Obwohl es für Leiharbeiter, ebenso wie für Künstler und Kreative, Sonderregelungen in Bezug auf das Arbeitslosegeld I gibt, rutschen viele direkt in Hartz IV. Vier von zehn Leiharbeitern sind betroffen.
Sonderreglungen bleiben wirkungslos
Der Gesetzgeber hat eigens für bestimmte Berufsgruppen Sonderregelungen eingeführt, mit denen die Hürden für den Bezug von Arbeitslosengeld I niedriger gestaltet werden.
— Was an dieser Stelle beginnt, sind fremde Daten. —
//! Human-readable derivation traces.
//!
//! `explain` renders a fact, its evaluated result, and the expression tree
//! that produced it, recursing into dependency facts. Facts already shown
//! are referenced instead of re-expanded, so shared dependencies stay
//! readable.

use std::collections::HashSet;
use std::fmt::Write as _;

use crate::dictionary::FactSpec;
use crate::error::FactGraphError;
use crate::expr::Expr;
use crate::graph::Graph;
use crate::path::Path;
use crate::result::{FactResult, MaybeVector};
use crate::value::Value;

/// Render the derivation of the fact(s) at `path`.
pub fn explain(graph: &Graph, path: &str) -> Result<String, FactGraphError> {
    let parsed = Path::parse(path)?;
    if !parsed.is_absolute() {
        return Err(FactGraphError::parse(format!(
            "'{}': explain takes absolute paths",
            path
        )));
    }
    let mut out = String::new();
    let mut seen = HashSet::new();
    if parsed.is_abstract() {
        for concrete in expand_for_explain(graph, &parsed)? {
            render_fact(graph, &concrete, 0, &mut seen, &mut out)?;
        }
    } else {
        render_fact(graph, &parsed, 0, &mut seen, &mut out)?;
    }
    Ok(out)
}

fn expand_for_explain(graph: &Graph, path: &Path) -> Result<Vec<Path>, FactGraphError> {
    // get_vect validates the template; re-resolve the concrete paths by
    // populating against the same collection state.
    let mut members_by_position = Vec::new();
    let mut prefix = Path::root();
    for seg in path.segments() {
        if *seg == crate::path::Segment::Wildcard {
            let members = match graph.store().get(&prefix) {
                Some(Value::Collection(c)) => {
                    c.members().iter().cloned().collect::<Vec<String>>()
                }
                _ => Vec::new(),
            };
            members_by_position.push(members);
        }
        prefix = prefix.child(seg.clone());
    }
    path.populate(&members_by_position)
}

fn render_fact(
    graph: &Graph,
    path: &Path,
    indent: usize,
    seen: &mut HashSet<String>,
    out: &mut String,
) -> Result<(), FactGraphError> {
    let pad = "  ".repeat(indent);
    let key = path.to_string();
    let result = graph.result_for(path)?;
    if !seen.insert(key.clone()) {
        let _ = writeln!(out, "{}{} = {}  (shown above)", pad, key, fmt_vector(&result));
        return Ok(());
    }
    let def = graph
        .definition_for(path)
        .ok_or_else(|| FactGraphError::UnknownPath { path: key.clone() })?;
    match &def.spec {
        FactSpec::Writable(w) => {
            let source = if graph.store().get(path).is_some() {
                "set"
            } else if w.placeholder.is_some() {
                "placeholder"
            } else {
                "unset"
            };
            let _ = writeln!(
                out,
                "{}{} = {}  [writable {}, {}]",
                pad,
                key,
                fmt_vector(&result),
                w.kind.tag(),
                source
            );
        }
        FactSpec::Derived(expr) => {
            let _ = writeln!(out, "{}{} = {}", pad, key, fmt_vector(&result));
            render_expr(graph, expr, path, indent + 1, seen, out)?;
        }
    }
    Ok(())
}

fn render_expr(
    graph: &Graph,
    expr: &Expr,
    current: &Path,
    indent: usize,
    seen: &mut HashSet<String>,
    out: &mut String,
) -> Result<(), FactGraphError> {
    let pad = "  ".repeat(indent);
    match expr {
        Expr::Const(v) => {
            let _ = writeln!(out, "{}Const {}", pad, v);
        }
        Expr::Dep(path) => {
            let resolved = path.resolve(current)?;
            if resolved.is_abstract() {
                let _ = writeln!(out, "{}Dependency {}", pad, resolved);
                for concrete in expand_for_explain(graph, &resolved)? {
                    render_fact(graph, &concrete, indent + 1, seen, out)?;
                }
            } else {
                render_fact(graph, &resolved, indent, seen, out)?;
            }
        }
        other => {
            let _ = writeln!(out, "{}{}", pad, other.operator_name());
            for child in other.children() {
                render_expr(graph, child, current, indent + 1, seen, out)?;
            }
        }
    }
    Ok(())
}

fn fmt_result(r: &FactResult<Value>) -> String {
    match r {
        FactResult::Complete(v) => format!("Complete({})", v),
        FactResult::Placeholder(v) => format!("Placeholder({})", v),
        FactResult::Incomplete => "Incomplete".to_string(),
    }
}

fn fmt_vector(rv: &MaybeVector<FactResult<Value>>) -> String {
    match rv {
        MaybeVector::Single(r) => fmt_result(r),
        MaybeVector::Multiple { items, complete } => {
            let lanes: Vec<String> = items.iter().map(fmt_result).collect();
            format!(
                "[{}]{}",
                lanes.join(", "),
                if *complete { "" } else { " (partial)" }
            )
        }
    }
}

// ──────────────────────────────────────────────
// Tests
// ──────────────────────────────────────────────

#[cfg(test)]
mod tests {
    use super::*;
    use crate::dictionary::{DictionaryBuilder, WritableSpec};
    use crate::store::Store;
    use crate::value::{Dollar, WritableKind};

    #[test]
    fn trace_shows_operator_and_dependencies() {
        let mut b = DictionaryBuilder::new();
        b.writable("/income", WritableSpec::of(WritableKind::Dollar))
            .unwrap();
        b.writable("/bonus", WritableSpec::of(WritableKind::Dollar))
            .unwrap();
        b.derived(
            "/total",
            Expr::Add(vec![
                Expr::Dep(Path::parse("/income").unwrap()),
                Expr::Dep(Path::parse("/bonus").unwrap()),
            ]),
        )
        .unwrap();
        let mut graph = Graph::new(b.freeze().unwrap(), Store::new());
        graph
            .set("/income", Value::Dollar(Dollar::from_cents(50_000)))
            .unwrap();

        let trace = graph.explain("/total").unwrap();
        assert!(trace.contains("/total = Incomplete"));
        assert!(trace.contains("Add"));
        assert!(trace.contains("/income = Complete(500.00)  [writable Dollar, set]"));
        assert!(trace.contains("/bonus = Incomplete  [writable Dollar, unset]"));
    }

    #[test]
    fn repeated_dependencies_are_referenced_once() {
        let mut b = DictionaryBuilder::new();
        b.writable("/x", WritableSpec::of(WritableKind::Int)).unwrap();
        b.derived(
            "/twice",
            Expr::Add(vec![
                Expr::Dep(Path::parse("/x").unwrap()),
                Expr::Dep(Path::parse("/x").unwrap()),
            ]),
        )
        .unwrap();
        let mut graph = Graph::new(b.freeze().unwrap(), Store::new());
        graph.set("/x", Value::Int(2)).unwrap();
        let trace = graph.explain("/twice").unwrap();
        assert!(trace.contains("(shown above)"));
    }
}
Aktuelle Daten der Bundesagentur für Arbeit lassen jedoch darauf schließen, dass die Sonderregelungen unter anderem für Leiharbeiter nicht greifen.
Wie die „Frankfurter Rundschau“ berichtet sollen rund 130.00 Leiharbeiter, die sich im letzten Jahr arbeitslos gemeldet haben, direkt in Hartz IV abgerutscht sein. Sie erhielten folglich keine Leistungen aus der Arbeitslosenversicherung. Das entspricht etwa 38 Prozent aller Leiharbeitsbeschäftigten, die sich in 2016 bei der Bundesagentur für Arbeit arbeitslos melden mussten.
Schieflage im System
Etwas deutlicher wird die Schieflage im Vergleich zu weiteren Zahlen zur Beschäftigung von Leiharbeitern. Insgesamt 509.268 Arbeitslose sind in 2016 unmittelbar nach Ende ihres Arbeitsverhältnisses in Hartz IV gerutscht. Davon war jeder vierte Leiharbeiter. Dabei sind nur etwa 2,7 Prozent aller Beschäftigten in Deutschland in der Leiharbeit.
Grüne fordert Reform des Systems
Die arbeitsmarktpolitische Sprecherin der Grünen, Brigitte Pothmer, übt deutliche Kritik am System. So sei es, „dass ausgerechnet diejenigen, die am flexibelsten arbeiten, das höchste Risiko tragen, bei Arbeitslosigkeit direkt ins Hartz-IV-System zu rutschen“, so Pothmer laut „Frankfurter Rundschau“. Die Regierung müsse daher die Anspruchsvoraussetzungen für das Arbeitslosengeld I grundlegend reformieren. Andernfalls versagt die soziale Arbeitslosenversicherung ihre Berechtigung.
Pothmer könne sich vorstellen, dass eine viermonatige Beschäftigung innerhalb von zwei Jahren ausreicht, um Anspruch auf ALG I zu bekommen. Mit längeren Beschäftigungszeiten würde dann auch der ALG-I-Bezug verlängert werden.
Sonderregelung bis 2018 verlängert
Die Bundesregierung hatte in 2009 Sonderregelungen für Beschäftigte eingeführt, die vor allem von kurzen Arbeitsverhältnissen betroffen sind – etwa Leiharbeiter, aber auch Kreative und Künstler, die immer nur je Auftrag gebucht werden. Sie müssen nur sechs Monate in einer sozialversichungspflichtigen Beschäftigung innerhalb der letzten zwei Jahre vorweisen, um Anspruch auf ALG I zu haben. Diese Regelung wurde sogar bis 2018 verlängert.
Dennoch scheint sie nur wenig Wirkung zu zeigen. Den Zahlen der Bundesagentur für Arbeit zufolge wurden von April 2015 bis März 2016 nur 239 Anträge auf ALG I mit der Sonderregelung bewilligt.
Leiharbeitsverhältnis dauert häufig nur 30 Tage
In der Regel muss ein Erwerbstätiger innerhalb von zwei Jahren zwölf Monate sozialversichungspflichtig beschäftigt gewesen sein, um Anspruch auf Arbeitslosengeld I anmelden zu können. Dann stehen ihm 60 Prozent des vorherigen Nettoeinkommens (für Kinderlose) bzw. 67 Prozent (mit unterhaltspflichtigen Kindern) zu. Im Vergleich zu den Hartz-IV-Sätzen sind die Leistungen der Arbeitslosenversicherung natürlich deutlich höher.
Doch Leiharbeitern fällt es schwer, den Nachweis von zwölf Monaten zu liefern. Mehr als 30 Prozent der Leiharbeiter arbeiten nur 30 Tage für einen Arbeitgeber. Bei weiteren 19 Prozent endet das Leiharbeitsverhältnis nach drei Monaten.